Mayor Tau's call follows a recent spate of attacks on foreign African nationals in KwaZulu-Natal, Gauteng and other parts of the country. At least seven people were killed and dozens of others injured in the violence, while hundreds of foreign-owned shops and homes were looted and thousands of foreigners displaced.

On 23 April, the same day that a number of civil society and trade union organisations marched through Johannesburg in demonstration against xenophobia, Joburg City Parks and Zoo (JCPZ) workers and management took to the streets in a similar demonstration at Zoo Lake.

JCPZ workers formed a human chain along Jan Smuts Avenue holding placards reading "No to Xenophobia," and chanting "End xenophobia now", while motorists travelling the route showed their solidarity by hooting in response.

In his address on Wednesday, Mayor Tau pointed out that human migration has been at the heart of Joburg's development as a city since its inception.

"For as long as this city has existed, this has been the case - this city's vibrancy, vigour, its very foundation, is built by migrants. The estimated population of the mining camp, along with the surrounding villages that would become this great city, back in 1886, was a few hundred people. So the overwhelming majority of us are 1st, 2nd, 3rd or, at best, 4th generation migrants."

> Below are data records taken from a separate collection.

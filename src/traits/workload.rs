// Copyright (c) 2025 Steve Wagner (ciroque@live.com)
// SPDX-License-Identifier: MIT

use std::sync::Arc;
use std::time::Duration;

use crate::engine::events::EventBus;
use crate::engine::surface::BYTES_PER_PIXEL;
use crate::errors::WorkloadError;
use crate::traits::device::PhysicalDevice;

/// Where a workload is in its lifecycle.
#[derive(Debug, Clone, Copy, PartialEq, Eq)]
pub enum LifecycleStatus {
    Initialized,
    Loading,
    Started,
    Running,
    Stopped,
}

/// Events emitted on a workload's own stream.
#[derive(Debug, Clone)]
pub enum WorkloadEvent {
    Lifecycle {
        status: LifecycleStatus,
        /// Always within `[0, 1]`.
        progress: f64,
        message: String,
    },
    Error(Arc<WorkloadError>),
}

impl WorkloadEvent {
    /// Build a lifecycle event, clamping progress into `[0, 1]`.
    pub fn lifecycle(status: LifecycleStatus, progress: f64, message: impl Into<String>) -> Self {
        let progress = if progress.is_nan() {
            0.0
        } else {
            progress.clamp(0.0, 1.0)
        };
        WorkloadEvent::Lifecycle {
            status,
            progress,
            message: message.into(),
        }
    }
}

impl EventBus<WorkloadEvent> {
    /// Publish a lifecycle event with an empty message.
    pub fn lifecycle(&self, status: LifecycleStatus, progress: f64) {
        self.publish(WorkloadEvent::lifecycle(status, progress, ""));
    }
}

/// What a workload can see of the engine while it runs.
pub struct WorkloadContext<'a> {
    device: &'a Arc<dyn PhysicalDevice>,
    width: u32,
    height: u32,
    sync_timeout: Duration,
}

impl<'a> WorkloadContext<'a> {
    pub fn new(
        device: &'a Arc<dyn PhysicalDevice>,
        width: u32,
        height: u32,
        sync_timeout: Duration,
    ) -> Self {
        Self {
            device,
            width,
            height,
            sync_timeout,
        }
    }

    pub fn device(&self) -> &Arc<dyn PhysicalDevice> {
        self.device
    }

    pub fn width(&self) -> u32 {
        self.width
    }

    pub fn height(&self) -> u32 {
        self.height
    }

    /// Upper bound for any single device-synchronization wait.
    pub fn sync_timeout(&self) -> Duration {
        self.sync_timeout
    }

    /// Size in bytes of the output buffer handed to `render`.
    pub fn buffer_len(&self) -> usize {
        self.width as usize * self.height as usize * BYTES_PER_PIXEL
    }
}

/// A pluggable unit of device work.
///
/// Workloads are driven exclusively from the engine worker thread. Failure
/// bookkeeping (the failed flag, Error events, ignoring calls after a
/// failure) is done by the engine around these calls, so implementations
/// just return errors.
pub trait Workload: Send {
    fn name(&self) -> &str;

    /// The workload's own event stream.
    fn events(&self) -> &EventBus<WorkloadEvent>;

    fn start(&mut self, context: &WorkloadContext<'_>) -> Result<(), WorkloadError>;

    /// Called after the viewport was replaced, before the next render.
    fn on_resize(&mut self, context: &WorkloadContext<'_>) -> Result<(), WorkloadError>;

    /// Render one frame into `output` (`context.buffer_len()` BGRA bytes).
    fn render(&mut self, context: &WorkloadContext<'_>, output: &mut [u8])
        -> Result<(), WorkloadError>;

    /// Release everything the workload holds. Called exactly once.
    fn close(&mut self) -> Result<(), WorkloadError>;
}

The city has introduced a programme to reintegrate foreigners affected by the recent violence into Johannesburg communities. Business has also been engaged in discussions to minimise tensions over jobs.

Mayor Tau pointed out that urbanisation was not an obstacle but rather an opportunity. "We see our diversity as a source of strength and social cohesion, a building block for community growth."

He continued: "We stand with members of the Joburg Migrant Advisory Panel, whom I have invited to join us today, and give this commitment:

"We stand with you, as our brothers and sisters. Our home is your home. We speak with the authority of the vast majority of decent Joburgers who are repulsed and saddened by the racist, xenophobic and afrophobic actions taken by a selfish minority of criminals. We embrace the teachings of Du Bois, Pixley Ka Seme, Kwame Nkrumah, Franz Fanon and the proud parade of thinkers who have taught us that our identity is bound together.

"We are, and will always remain, a world-class African city open to the world."